There is no consensus on a clinically relevant definition of asymptomatic T. cruzi reactivation to initiate antiparasitic treatment before symptoms appear. Prior to the extended availability of molecular assays, microscopic detection of the parasite in blood, with or without clinical manifestations was the gold standard. In the molecular era, rising parasitic loads detected by qPCR in blood are known to precede symptomatic reactivation by days to weeks5. Given the complexities and emerging therapies, ongoing research is essential to refine monitoring and management protocols for this vulnerable patient population.

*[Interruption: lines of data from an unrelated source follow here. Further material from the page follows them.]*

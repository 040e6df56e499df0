use crate::error::{LzssError, Result};

/// Magic bytes for PLZ1 files.
/// 6 bytes: "PLZ1\n" followed by one null byte.
pub const MAGIC: &[u8; 6] = b"PLZ1\n\x00";

/// Only container version written and accepted.
pub const FORMAT_VERSION: u16 = 1;

/// Fixed size of the PLZ1 file header in bytes.
///   magic[6] + version:u16 + flags:u16 + block_size:u32
///   + block_count:u32 + raw_size:u64 + reserved[6]
///   = 6 + 2 + 2 + 4 + 4 + 8 + 6 = 32
pub const HEADER_SIZE: u64 = 32;

/// Size of the fixed part of a block record, in bytes.
///   raw_len:u32 + encoded_len:u32 = 8
pub const RECORD_HEADER_SIZE: u64 = 8;

/// Size of the optional per-record checksum, in bytes.
pub const CHECKSUM_SIZE: u64 = 8;

/// Default block size: 1 MiB.
pub const DEFAULT_BLOCK_SIZE: u32 = 1024 * 1024;

/// Largest block size written or accepted: 64 MiB. Bounds the buffers a
/// header can make the reader allocate.
pub const MAX_BLOCK_SIZE: u32 = 64 * 1024 * 1024;

/// Inputs below this size skip the parallel backend.
pub const DEFAULT_PARALLEL_THRESHOLD: u64 = 1024 * 1024;

// ── Flags ──────────────────────────────────────────────────────────────────

/// Each record carries an xxhash3-64 checksum of its encoded payload.
pub const FLAG_HAS_CHECKSUM: u16 = 1 << 0;

const KNOWN_FLAGS: u16 = FLAG_HAS_CHECKSUM;

// ── Header ─────────────────────────────────────────────────────────────────

/// Decoded representation of the 32-byte PLZ1 file header.
#[derive(Debug, Clone, PartialEq, Eq)]
pub struct Plz1Header {
    pub version: u16,
    pub flags: u16,
    /// Nominal raw bytes per block (the last block may be smaller).
    pub block_size: u32,
    pub block_count: u32,
    /// Sum of the raw lengths of all blocks.
    pub raw_size: u64,
}

impl Plz1Header {
    /// Serialize to exactly `HEADER_SIZE` bytes.
    pub fn to_bytes(&self) -> [u8; HEADER_SIZE as usize] {
        let mut buf = [0u8; HEADER_SIZE as usize];
        buf[..6].copy_from_slice(MAGIC);
        buf[6..8].copy_from_slice(&self.version.to_le_bytes());
        buf[8..10].copy_from_slice(&self.flags.to_le_bytes());
        buf[10..14].copy_from_slice(&self.block_size.to_le_bytes());
        buf[14..18].copy_from_slice(&self.block_count.to_le_bytes());
        buf[18..26].copy_from_slice(&self.raw_size.to_le_bytes());
        // reserved[6] stays zero
        buf
    }

    /// Deserialize from `HEADER_SIZE` bytes, checking magic, version and flags.
    pub fn from_bytes(buf: &[u8; HEADER_SIZE as usize]) -> Result<Self> {
        if &buf[..6] != MAGIC {
            return Err(LzssError::Framing(
                "invalid magic bytes, not a PLZ1 file".into(),
            ));
        }
        let header = Self {
            version: u16::from_le_bytes([buf[6], buf[7]]),
            flags: u16::from_le_bytes([buf[8], buf[9]]),
            block_size: u32::from_le_bytes([buf[10], buf[11], buf[12], buf[13]]),
            block_count: u32::from_le_bytes([buf[14], buf[15], buf[16], buf[17]]),
            raw_size: u64::from_le_bytes([
                buf[18], buf[19], buf[20], buf[21], buf[22], buf[23], buf[24], buf[25],
            ]),
        };
        if header.version != FORMAT_VERSION {
            return Err(LzssError::Framing(format!(
                "unsupported PLZ1 version {} (only version {} is supported)",
                header.version, FORMAT_VERSION
            )));
        }
        if header.flags & !KNOWN_FLAGS != 0 {
            return Err(LzssError::Framing(format!(
                "unknown header flags 0x{:04x}",
                header.flags & !KNOWN_FLAGS
            )));
        }
        if (header.block_size as usize) < crate::lzss::MIN_MATCH {
            return Err(LzssError::Framing(format!(
                "block size {} is below the minimum match length",
                header.block_size
            )));
        }
        if header.block_size > MAX_BLOCK_SIZE {
            return Err(LzssError::Framing(format!(
                "block size {} exceeds the {} byte maximum",
                header.block_size, MAX_BLOCK_SIZE
            )));
        }
        Ok(header)
    }

    pub fn has_flag(&self, flag: u16) -> bool {
        self.flags & flag != 0
    }
}

// ── Block record ────────────────────────────────────────────────────────────

/// Fixed fields in front of every block payload.
#[derive(Debug, Clone, Copy, Default, PartialEq, Eq)]
pub struct RecordHeader {
    /// Length of the original uncompressed block in bytes.
    pub raw_len: u32,
    /// Length of the encoded payload that follows, in bytes.
    pub encoded_len: u32,
}

impl RecordHeader {
    pub fn to_bytes(&self) -> [u8; RECORD_HEADER_SIZE as usize] {
        let mut buf = [0u8; RECORD_HEADER_SIZE as usize];
        buf[0..4].copy_from_slice(&self.raw_len.to_le_bytes());
        buf[4..8].copy_from_slice(&self.encoded_len.to_le_bytes());
        buf
    }

    pub fn from_bytes(buf: &[u8; RECORD_HEADER_SIZE as usize]) -> Self {
        Self {
            raw_len: u32::from_le_bytes([buf[0], buf[1], buf[2], buf[3]]),
            encoded_len: u32::from_le_bytes([buf[4], buf[5], buf[6], buf[7]]),
        }
    }
}

/// Location and size of one record, as reported by [`crate::Reader::scan`].
#[derive(Debug, Clone, PartialEq, Eq)]
pub struct RecordInfo {
    pub id: u32,
    /// Byte offset of the record's fixed fields from the start of the file.
    pub offset: u64,
    pub raw_len: u32,
    pub encoded_len: u32,
    /// Zero when the file carries no checksums.
    pub checksum: u64,
}
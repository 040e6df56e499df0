use std::io::{self, ErrorKind, Read};

use xxhash_rust::xxh3::xxh3_64;

use crate::block::{max_encoded_len, EncodedBlock};
use crate::error::{LzssError, Result};
use crate::format::{
    Plz1Header, RecordHeader, RecordInfo, CHECKSUM_SIZE, FLAG_HAS_CHECKSUM, HEADER_SIZE,
    RECORD_HEADER_SIZE,
};

/// Sequential reader for PLZ1 files.
///
/// # Open sequence
/// 1. Read the 32-byte header (magic, version, block size, block count,
///    raw size).
/// 2. Hand out records in id order with [`read_block`](Self::read_block) /
///    [`read_batch`](Self::read_batch), checking lengths before allocating
///    and verifying checksums when the file carries them.
/// 3. [`finish`](Self::finish) confirms the container held exactly the
///    declared number of records and nothing after them.
pub struct Reader<R: Read> {
    inner: R,
    pub header: Plz1Header,
    next_id: u32,
    raw_seen: u64,
    /// Bytes consumed from the header start.
    offset: u64,
}

impl<R: Read> Reader<R> {
    /// Read and validate the header at the current position of `inner`.
    pub fn open(mut inner: R) -> Result<Self> {
        let mut header_buf = [0u8; HEADER_SIZE as usize];
        read_exact_or(&mut inner, &mut header_buf, || {
            "input is too short for a PLZ1 header".to_string()
        })?;
        let header = Plz1Header::from_bytes(&header_buf)?;
        Ok(Self {
            inner,
            header,
            next_id: 0,
            raw_seen: 0,
            offset: HEADER_SIZE,
        })
    }

    /// Total number of blocks declared in the header.
    #[inline]
    pub fn block_count(&self) -> u32 {
        self.header.block_count
    }

    /// Nominal raw bytes per block (the last block may be smaller).
    #[inline]
    pub fn block_size(&self) -> u32 {
        self.header.block_size
    }

    /// Total uncompressed size declared in the header.
    #[inline]
    pub fn raw_size(&self) -> u64 {
        self.header.raw_size
    }

    /// Records handed out so far.
    pub fn blocks_read(&self) -> u32 {
        self.next_id
    }

    /// Next record, or `None` once the declared count has been read.
    pub fn read_block(&mut self) -> Result<Option<EncodedBlock>> {
        let Some(info) = self.read_record_prefix()? else {
            return Ok(None);
        };
        let id = info.id;

        // Grows with the bytes actually present, not the declared length.
        let mut payload = Vec::new();
        (&mut self.inner)
            .take(info.encoded_len as u64)
            .read_to_end(&mut payload)?;
        if payload.len() != info.encoded_len as usize {
            return Err(LzssError::Framing(format!(
                "record {} is cut short, expected {} payload bytes",
                id, info.encoded_len
            )));
        }
        self.offset += payload.len() as u64;

        if self.header.has_flag(FLAG_HAS_CHECKSUM) {
            let computed = xxh3_64(&payload);
            if computed != info.checksum {
                return Err(LzssError::ChecksumMismatch {
                    block: id,
                    expected: info.checksum,
                    actual: computed,
                });
            }
        }

        let capacity = max_encoded_len(self.header.block_size as usize);
        Ok(Some(EncodedBlock::new(id, info.raw_len, payload, capacity)?))
    }

    /// Up to `max_blocks` records; empty once the declared count is reached.
    pub fn read_batch(&mut self, max_blocks: usize) -> Result<Vec<EncodedBlock>> {
        let mut batch = Vec::new();
        while batch.len() < max_blocks {
            match self.read_block()? {
                Some(block) => batch.push(block),
                None => break,
            }
        }
        Ok(batch)
    }

    /// Walk every remaining record without decoding or verifying payloads,
    /// then run the same end-of-container checks as [`finish`](Self::finish).
    pub fn scan(mut self) -> Result<Vec<RecordInfo>> {
        let mut infos = Vec::new();
        while let Some(info) = self.read_record_prefix()? {
            let skipped = io::copy(
                &mut (&mut self.inner).take(info.encoded_len as u64),
                &mut io::sink(),
            )?;
            if skipped != info.encoded_len as u64 {
                return Err(LzssError::Framing(format!(
                    "record {} is cut short, expected {} payload bytes",
                    info.id, info.encoded_len
                )));
            }
            self.offset += skipped;
            infos.push(info);
        }
        self.finish()?;
        Ok(infos)
    }

    /// Check that the container ended exactly where the header said it would.
    pub fn finish(mut self) -> Result<()> {
        if self.next_id != self.header.block_count {
            return Err(LzssError::Framing(format!(
                "only {} of {} declared blocks were read",
                self.next_id, self.header.block_count
            )));
        }
        let mut probe = [0u8; 1];
        loop {
            match self.inner.read(&mut probe) {
                Ok(0) => break,
                Ok(_) => {
                    return Err(LzssError::Framing(format!(
                        "trailing bytes after the {} declared blocks",
                        self.header.block_count
                    )))
                }
                Err(e) if e.kind() == ErrorKind::Interrupted => continue,
                Err(e) => return Err(e.into()),
            }
        }
        if self.raw_seen != self.header.raw_size {
            return Err(LzssError::Framing(format!(
                "records hold {} raw bytes but the header declares {}",
                self.raw_seen, self.header.raw_size
            )));
        }
        Ok(())
    }

    /// Read and validate the fixed fields of the next record.
    fn read_record_prefix(&mut self) -> Result<Option<RecordInfo>> {
        if self.next_id == self.header.block_count {
            return Ok(None);
        }
        let id = self.next_id;
        let declared = self.header.block_count;
        let record_offset = self.offset;

        let mut prefix = [0u8; RECORD_HEADER_SIZE as usize];
        read_exact_or(&mut self.inner, &mut prefix, || {
            format!("header declares {declared} blocks but only {id} records were found")
        })?;
        let record = RecordHeader::from_bytes(&prefix);
        self.offset += RECORD_HEADER_SIZE;

        if record.raw_len > self.header.block_size {
            return Err(LzssError::CapacityExceeded {
                block: id,
                needed: record.raw_len as usize,
                capacity: self.header.block_size as usize,
            });
        }
        let encoded_capacity = max_encoded_len(self.header.block_size as usize);
        if record.encoded_len as usize > encoded_capacity {
            return Err(LzssError::CapacityExceeded {
                block: id,
                needed: record.encoded_len as usize,
                capacity: encoded_capacity,
            });
        }

        let checksum = if self.header.has_flag(FLAG_HAS_CHECKSUM) {
            let mut buf = [0u8; CHECKSUM_SIZE as usize];
            read_exact_or(&mut self.inner, &mut buf, || {
                format!("record {id} is cut short inside its checksum")
            })?;
            self.offset += CHECKSUM_SIZE;
            u64::from_le_bytes(buf)
        } else {
            0
        };

        self.next_id += 1;
        self.raw_seen += record.raw_len as u64;
        Ok(Some(RecordInfo {
            id,
            offset: record_offset,
            raw_len: record.raw_len,
            encoded_len: record.encoded_len,
            checksum,
        }))
    }
}

/// `read_exact` that reports a short read as a framing error.
fn read_exact_or<R: Read>(
    inner: &mut R,
    buf: &mut [u8],
    describe: impl FnOnce() -> String,
) -> Result<()> {
    match inner.read_exact(buf) {
        Ok(()) => Ok(()),
        Err(e) if e.kind() == ErrorKind::UnexpectedEof => Err(LzssError::Framing(describe())),
        Err(e) => Err(e.into()),
    }
}
use std::panic::{self, AssertUnwindSafe};

use plzss_core::{
    decode_block, encode_block, DispatchStage, Dispatcher, EncodedBlock, LzssError, RawBlock,
    Result,
};
use rayon::prelude::*;
use rayon::{ThreadPool, ThreadPoolBuilder};
use tracing::debug;

/// Rayon thread pool backend: one task per block.
///
/// The pool is private to the dispatcher so block work never competes with
/// other rayon users in the process.
pub struct ThreadPoolDispatcher {
    pool: ThreadPool,
}

impl ThreadPoolDispatcher {
    /// `threads = None` uses one thread per logical CPU.
    pub fn new(threads: Option<usize>) -> Result<Self> {
        let mut builder = ThreadPoolBuilder::new().thread_name(|i| format!("plzss-worker-{i}"));
        if let Some(n) = threads {
            if n == 0 {
                return Err(LzssError::Config("thread count must be at least 1".into()));
            }
            builder = builder.num_threads(n);
        }
        let pool = builder.build().map_err(|e| {
            LzssError::dispatch(DispatchStage::Compile, format!("failed to create thread pool: {e}"))
        })?;
        debug!(threads = pool.current_num_threads(), "thread pool ready");
        Ok(Self { pool })
    }

    pub fn threads(&self) -> usize {
        self.pool.current_num_threads()
    }

    /// Run `work` on the pool, turning a worker panic into an execute error.
    fn run<T: Send>(&self, work: impl FnOnce() -> Result<T> + Send) -> Result<T> {
        panic::catch_unwind(AssertUnwindSafe(|| self.pool.install(work))).unwrap_or_else(|payload| {
            let reason = payload
                .downcast_ref::<&str>()
                .map(|s| s.to_string())
                .or_else(|| payload.downcast_ref::<String>().cloned())
                .unwrap_or_else(|| "unknown panic".into());
            Err(LzssError::dispatch(
                DispatchStage::Execute,
                format!("worker panicked: {reason}"),
            ))
        })
    }
}

impl Dispatcher for ThreadPoolDispatcher {
    fn name(&self) -> &'static str {
        "threads"
    }

    fn encode_batch(&self, blocks: Vec<RawBlock>) -> Result<Vec<EncodedBlock>> {
        self.run(|| blocks.par_iter().map(encode_block).collect())
    }

    fn decode_batch(&self, blocks: Vec<EncodedBlock>, raw_capacity: usize) -> Result<Vec<RawBlock>> {
        self.run(|| {
            blocks
                .par_iter()
                .map(|block| decode_block(block, raw_capacity))
                .collect()
        })
    }
}
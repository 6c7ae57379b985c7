//! Core data models used throughout framefind.
//!
//! Hits from every modality, whether they come from the primary store or the
//! backup corpus, are decoded into one of the record types below. Each record
//! keeps the fields it does not understand in an `extra` map so that nothing
//! identifying is lost on the way to the response.

use chrono::NaiveDate;
use serde::de::{self, Deserializer};
use serde::{Deserialize, Serialize};
use serde_json::{Map, Value};
use std::collections::{HashMap, HashSet};
use std::fmt;

/// Frame identifier within a single video.
pub type FrameId = u64;

/// Comparison operator applied when none is supplied by the caller.
pub const DEFAULT_OPERATOR: &str = "gte";

/// Per-label count compared against when none is supplied by the caller.
pub const DEFAULT_COUNT: i64 = 1;

/// Date layout used by per-video metadata records.
pub const PUBLISH_DATE_FORMAT: &str = "%d/%m/%Y";

/// One retrieval mode. The lowercase names double as response keys.
#[derive(Debug, Clone, Copy, PartialEq, Eq, Hash, PartialOrd, Ord, Serialize, Deserialize)]
#[serde(rename_all = "lowercase")]
pub enum Modality {
    /// Visual-semantic search from a text query.
    Clip,
    /// On-screen text.
    Ocr,
    /// Speech transcript.
    Asr,
    /// Detected objects.
    Object,
    /// Visual-semantic search from a query image.
    Image,
}

impl Modality {
    pub const ALL: [Modality; 5] = [
        Modality::Clip,
        Modality::Ocr,
        Modality::Object,
        Modality::Asr,
        Modality::Image,
    ];

    pub fn as_str(&self) -> &'static str {
        match self {
            Modality::Clip => "clip",
            Modality::Ocr => "ocr",
            Modality::Asr => "asr",
            Modality::Object => "object",
            Modality::Image => "image",
        }
    }

    /// True for modalities searched by free-text match in the primary store.
    pub fn is_text(&self) -> bool {
        matches!(self, Modality::Ocr | Modality::Asr)
    }
}

impl fmt::Display for Modality {
    fn fmt(&self, f: &mut fmt::Formatter<'_>) -> fmt::Result {
        f.write_str(self.as_str())
    }
}

/// Canonical `(video, frame)` key. Frame ids are only comparable within the
/// same video.
#[derive(Debug, Clone, PartialEq, Eq, Hash, PartialOrd, Ord, Serialize, Deserialize)]
pub struct FrameLocator {
    pub video_id: String,
    pub frame_id: FrameId,
}

impl FrameLocator {
    pub fn new(video_id: impl Into<String>, frame_id: FrameId) -> Self {
        Self {
            video_id: video_id.into(),
            frame_id,
        }
    }
}

impl fmt::Display for FrameLocator {
    fn fmt(&self, f: &mut fmt::Formatter<'_>) -> fmt::Result {
        write!(f, "{}#{}", self.video_id, self.frame_id)
    }
}

/// A text field holding either one string or several (e.g. OCR lines).
#[derive(Debug, Clone, PartialEq, Serialize, Deserialize)]
#[serde(untagged)]
pub enum TextField {
    One(String),
    Many(Vec<String>),
}

impl Default for TextField {
    fn default() -> Self {
        TextField::One(String::new())
    }
}

impl TextField {
    /// All elements of the field as a slice.
    pub fn lines(&self) -> &[String] {
        match self {
            TextField::One(s) => std::slice::from_ref(s),
            TextField::Many(v) => v,
        }
    }
}

fn parse_frame_id<E: de::Error>(value: Value) -> Result<Option<FrameId>, E> {
    match value {
        Value::Null => Ok(None),
        Value::Number(n) => n
            .as_u64()
            .or_else(|| {
                n.as_f64()
                    .filter(|f| *f >= 0.0 && f.fract() == 0.0)
                    .map(|f| f as u64)
            })
            .map(Some)
            .ok_or_else(|| E::custom(format!("frame_id is not a non-negative integer: {}", n))),
        Value::String(s) => s
            .trim()
            .parse::<FrameId>()
            .map(Some)
            .map_err(|_| E::custom(format!("frame_id is not numeric: {:?}", s))),
        other => Err(E::custom(format!("unsupported frame_id: {}", other))),
    }
}

/// Accepts integers and numeric strings such as `"001234"`.
fn de_frame_id<'de, D>(deserializer: D) -> Result<FrameId, D::Error>
where
    D: Deserializer<'de>,
{
    let value = Value::deserialize(deserializer)?;
    parse_frame_id(value)?.ok_or_else(|| de::Error::custom("frame_id is null"))
}

fn de_opt_frame_id<'de, D>(deserializer: D) -> Result<Option<FrameId>, D::Error>
where
    D: Deserializer<'de>,
{
    let value = Option::<Value>::deserialize(deserializer)?;
    match value {
        Some(v) => parse_frame_id(v),
        None => Ok(None),
    }
}

/// A keyframe from the visual-semantic corpus (`clip` and `image`).
#[derive(Debug, Clone, PartialEq, Serialize, Deserialize)]
pub struct FrameRecord {
    #[serde(alias = "video_name")]
    pub video_id: String,
    #[serde(deserialize_with = "de_frame_id")]
    pub frame_id: FrameId,
    #[serde(default, skip_serializing_if = "Option::is_none")]
    pub video_folder: Option<String>,
    #[serde(flatten)]
    pub extra: Map<String, Value>,
}

/// An on-screen text record.
#[derive(Debug, Clone, PartialEq, Serialize, Deserialize)]
pub struct TextRecord {
    #[serde(alias = "video_name")]
    pub video_id: String,
    #[serde(default, deserialize_with = "de_opt_frame_id")]
    pub frame_id: Option<FrameId>,
    #[serde(default)]
    pub text: TextField,
    #[serde(flatten)]
    pub extra: Map<String, Value>,
}

/// A time-ranged speech transcript segment.
///
/// `frame_id` is empty until temporal alignment binds the segment to a frame.
#[derive(Debug, Clone, PartialEq, Serialize, Deserialize)]
pub struct SpeechRecord {
    #[serde(alias = "video_name")]
    pub video_id: String,
    #[serde(default)]
    pub text: TextField,
    /// Segment start, in seconds.
    #[serde(alias = "start_time")]
    pub start: f64,
    #[serde(default, alias = "end_time", skip_serializing_if = "Option::is_none")]
    pub end: Option<f64>,
    #[serde(
        default,
        deserialize_with = "de_opt_frame_id",
        skip_serializing_if = "Option::is_none"
    )]
    pub frame_id: Option<FrameId>,
    #[serde(flatten)]
    pub extra: Map<String, Value>,
}

/// Object detections for one frame.
#[derive(Debug, Clone, PartialEq, Serialize, Deserialize)]
pub struct ObjectRecord {
    #[serde(alias = "video_name")]
    pub video_id: String,
    #[serde(deserialize_with = "de_frame_id")]
    pub frame_id: FrameId,
    #[serde(default)]
    pub labels: Vec<String>,
    #[serde(default)]
    pub label_counts: HashMap<String, i64>,
    #[serde(flatten)]
    pub extra: Map<String, Value>,
}

impl ObjectRecord {
    /// Case-insensitive label membership.
    pub fn has_label(&self, label: &str) -> bool {
        self.labels.iter().any(|l| l.eq_ignore_ascii_case(label))
    }

    /// Occurrence count for `label`, 0 when the label has no count entry.
    pub fn count_for(&self, label: &str) -> i64 {
        if let Some(count) = self.label_counts.get(label) {
            return *count;
        }
        self.label_counts
            .iter()
            .find(|(k, _)| k.eq_ignore_ascii_case(label))
            .map(|(_, v)| *v)
            .unwrap_or(0)
    }
}

/// Modality-specific raw record from the primary store or the backup corpus.
#[derive(Debug, Clone, PartialEq, Serialize)]
#[serde(untagged)]
pub enum RawHit {
    Frame(FrameRecord),
    Text(TextRecord),
    Speech(SpeechRecord),
    Object(ObjectRecord),
}

impl RawHit {
    /// Decode a stored JSON document as a hit of the given modality.
    pub fn decode(modality: Modality, value: Value) -> Result<Self, serde_json::Error> {
        Ok(match modality {
            Modality::Clip | Modality::Image => RawHit::Frame(serde_json::from_value(value)?),
            Modality::Ocr => RawHit::Text(serde_json::from_value(value)?),
            Modality::Asr => RawHit::Speech(serde_json::from_value(value)?),
            Modality::Object => RawHit::Object(serde_json::from_value(value)?),
        })
    }

    /// Owning video of the hit, whatever its modality.
    pub fn video_id(&self) -> &str {
        match self {
            RawHit::Frame(r) => &r.video_id,
            RawHit::Text(r) => &r.video_id,
            RawHit::Speech(r) => &r.video_id,
            RawHit::Object(r) => &r.video_id,
        }
    }

    /// Canonical locator, if the hit carries a frame.
    pub fn locator(&self) -> Option<FrameLocator> {
        let frame_id = match self {
            RawHit::Frame(r) => Some(r.frame_id),
            RawHit::Text(r) => r.frame_id,
            RawHit::Speech(r) => r.frame_id,
            RawHit::Object(r) => Some(r.frame_id),
        }?;
        Some(FrameLocator::new(self.video_id(), frame_id))
    }

    /// Text elements used for fuzzy matching; empty for non-text hits.
    pub fn text_lines(&self) -> &[String] {
        match self {
            RawHit::Text(r) => r.text.lines(),
            RawHit::Speech(r) => r.text.lines(),
            RawHit::Frame(_) | RawHit::Object(_) => &[],
        }
    }
}

/// A hit with its catalog paths resolved. Unresolvable paths stay `None`.
#[derive(Debug, Clone, PartialEq, Serialize)]
pub struct ResolvedHit {
    #[serde(flatten)]
    pub hit: RawHit,
    pub image_path: Option<String>,
    pub video_path: Option<String>,
    pub fps: Option<f64>,
    /// Relevance score from the primary store; absent for backup hits.
    #[serde(skip_serializing_if = "Option::is_none")]
    pub score: Option<f64>,
}

impl ResolvedHit {
    pub fn video_id(&self) -> &str {
        self.hit.video_id()
    }

    pub fn locator(&self) -> Option<FrameLocator> {
        self.hit.locator()
    }
}

/// Per-video recording metadata.
#[derive(Debug, Clone, PartialEq, Eq)]
pub struct VideoMetadata {
    pub video_id: String,
    pub publish_date: NaiveDate,
}

impl VideoMetadata {
    /// Build from a per-video JSON record carrying `publish_date` as `DD/MM/YYYY`.
    ///
    /// Returns `None` when the field is missing or malformed.
    pub fn from_record(video_id: impl Into<String>, record: &Value) -> Option<Self> {
        let raw = record.get("publish_date")?.as_str()?;
        let publish_date = NaiveDate::parse_from_str(raw.trim(), PUBLISH_DATE_FORMAT).ok()?;
        Some(Self {
            video_id: video_id.into(),
            publish_date,
        })
    }
}

/// Numeric comparison applied to a per-label occurrence count.
#[derive(Debug, Clone, Copy, PartialEq, Eq, Serialize, Deserialize)]
#[serde(rename_all = "lowercase")]
pub enum CountOperator {
    Lt,
    Lte,
    Gt,
    Gte,
    Eq,
}

impl CountOperator {
    /// Parse `lt`, `lte`, `gt`, `gte` or `eq`. Anything else is `None`.
    pub fn parse(s: &str) -> Option<Self> {
        match s.trim().to_ascii_lowercase().as_str() {
            "lt" => Some(CountOperator::Lt),
            "lte" => Some(CountOperator::Lte),
            "gt" => Some(CountOperator::Gt),
            "gte" => Some(CountOperator::Gte),
            "eq" => Some(CountOperator::Eq),
            _ => None,
        }
    }

    pub fn as_str(&self) -> &'static str {
        match self {
            CountOperator::Lt => "lt",
            CountOperator::Lte => "lte",
            CountOperator::Gt => "gt",
            CountOperator::Gte => "gte",
            CountOperator::Eq => "eq",
        }
    }

    pub fn compare(&self, count: i64, value: i64) -> bool {
        match self {
            CountOperator::Lt => count < value,
            CountOperator::Lte => count <= value,
            CountOperator::Gt => count > value,
            CountOperator::Gte => count >= value,
            CountOperator::Eq => count == value,
        }
    }
}

/// Structured object-detection query.
#[derive(Debug, Clone, PartialEq)]
pub struct ObjectQuery {
    pub label: String,
    /// `None` when the caller supplied an unrecognized operator; such a query
    /// matches nothing.
    pub operator: Option<CountOperator>,
    pub value: i64,
    /// Optional restriction to explicit `(video, frame)` pairs.
    pub restrict_to: Option<HashSet<FrameLocator>>,
}

impl ObjectQuery {
    pub fn new(label: impl Into<String>, operator: &str, value: i64) -> Self {
        Self {
            label: label.into(),
            operator: CountOperator::parse(operator),
            value,
            restrict_to: None,
        }
    }

    pub fn restricted_to(mut self, allowed: HashSet<FrameLocator>) -> Self {
        self.restrict_to = Some(allowed);
        self
    }

    /// In-memory evaluation of the query against one record.
    pub fn matches(&self, record: &ObjectRecord) -> bool {
        let Some(op) = self.operator else {
            return false;
        };
        if !record.has_label(&self.label) {
            return false;
        }
        if let Some(allowed) = &self.restrict_to {
            let locator = FrameLocator::new(record.video_id.clone(), record.frame_id);
            if !allowed.contains(&locator) {
                return false;
            }
        }
        op.compare(record.count_for(&self.label), self.value)
    }
}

Worldwide, risk-based testing for Chagas disease should be implemented (i.e., history of residence in Latin America, family history of Chagas disease, maternal or known exposure to the triatomine vector). In Argentina, according to the latest National Chagas Disease Act, screening for T. cruzi infection is mandatory for all pregnant women and their newborns, children of infected mothers up to the first year of life and their siblings6. Serological controls are also mandatory for donors and recipients of organs, tissues and blood for transfusion. Still, this recommendation does not include assessing Chagas disease status in patients receiving or about to receive immunosuppressive therapy for conditions other than organ or tissue transplants. Additionally, there is a lack of awareness among clinicians regarding the potential risk of T. cruzi reactivation in these patients. More evidence should be gathered to stratify the risk of Chagas disease reactivation based on the different immunosuppressive regimens and clinical conditions. Meanwhile, SARD patients receiving immunosuppressive regimens should be screened and monitored with the same frequency as transplant recipients, depending on the type of drug they receive, to prevent reactivations.